• [Information provided]
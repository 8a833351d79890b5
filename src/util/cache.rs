//! Bounded TTL memory cache
//!
//! Caches expensive responses (AI enhancements) for a fixed time-to-live so
//! repeated identical requests within the window are served locally. Entries
//! past their TTL are treated as absent and pruned lazily; when full, the
//! entry closest to expiry is evicted.

use std::collections::HashMap;
use std::hash::Hash;

use tokio::time::{Duration, Instant};

struct CacheEntry<V> {
    value: V,
    expires_at: Instant,
}

/// In-memory TTL cache with a fixed capacity
pub struct TtlCache<K, V> {
    entries: HashMap<K, CacheEntry<V>>,
    ttl: Duration,
    capacity: usize,
}

impl<K: Eq + Hash + Clone, V: Clone> TtlCache<K, V> {
    pub fn new(ttl: Duration, capacity: usize) -> Self {
        Self {
            entries: HashMap::new(),
            ttl,
            capacity,
        }
    }

    /// Fetch a live entry; expired entries count as misses and are removed
    pub fn get(&mut self, key: &K) -> Option<V> {
        let now = Instant::now();
        match self.entries.get(key) {
            Some(entry) if entry.expires_at > now => Some(entry.value.clone()),
            Some(_) => {
                self.entries.remove(key);
                None
            }
            None => None,
        }
    }

    /// Insert a value, evicting expired entries first and then the entry
    /// closest to expiry if still at capacity
    pub fn insert(&mut self, key: K, value: V) {
        let now = Instant::now();
        self.entries.retain(|_, entry| entry.expires_at > now);

        if self.entries.len() >= self.capacity && !self.entries.contains_key(&key) {
            let evict = self
                .entries
                .iter()
                .min_by_key(|(_, entry)| entry.expires_at)
                .map(|(k, _)| k.clone());
            if let Some(k) = evict {
                self.entries.remove(&k);
            }
        }

        self.entries.insert(
            key,
            CacheEntry {
                value,
                expires_at: now + self.ttl,
            },
        );
    }

    /// Number of entries currently held, including not-yet-pruned expired ones
    pub fn len(&self) -> usize {
        self.entries.len()
    }

    pub fn is_empty(&self) -> bool {
        self.entries.is_empty()
    }

    pub fn clear(&mut self) {
        self.entries.clear();
    }
}

#[cfg(test)]
mod tests {
    use super::*;

    #[tokio::test(start_paused = true)]
    async fn test_hit_within_ttl() {
        let mut cache = TtlCache::new(Duration::from_secs(60), 8);
        cache.insert("k", 1);
        assert_eq!(cache.get(&"k"), Some(1));
    }

    #[tokio::test(start_paused = true)]
    async fn test_miss_after_ttl() {
        let mut cache = TtlCache::new(Duration::from_secs(60), 8);
        cache.insert("k", 1);
        tokio::time::advance(Duration::from_secs(61)).await;
        assert_eq!(cache.get(&"k"), None);
        assert!(cache.is_empty());
    }

    #[tokio::test(start_paused = true)]
    async fn test_capacity_evicts_closest_to_expiry() {
        let mut cache = TtlCache::new(Duration::from_secs(60), 2);
        cache.insert("a", 1);
        tokio::time::advance(Duration::from_secs(1)).await;
        cache.insert("b", 2);
        tokio::time::advance(Duration::from_secs(1)).await;
        cache.insert("c", 3);

        assert_eq!(cache.len(), 2);
        assert_eq!(cache.get(&"a"), None);
        assert_eq!(cache.get(&"b"), Some(2));
        assert_eq!(cache.get(&"c"), Some(3));
    }

    #[tokio::test(start_paused = true)]
    async fn test_reinsert_refreshes_ttl() {
        let mut cache = TtlCache::new(Duration::from_secs(60), 8);
        cache.insert("k", 1);
        tokio::time::advance(Duration::from_secs(50)).await;
        cache.insert("k", 2);
        tokio::time::advance(Duration::from_secs(50)).await;
        assert_eq!(cache.get(&"k"), Some(2));
    }
}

• [What the task asks] Looking at the data above, state how many of its lines contain the word "live", and give nothing but that number.

• [Expected answer] 2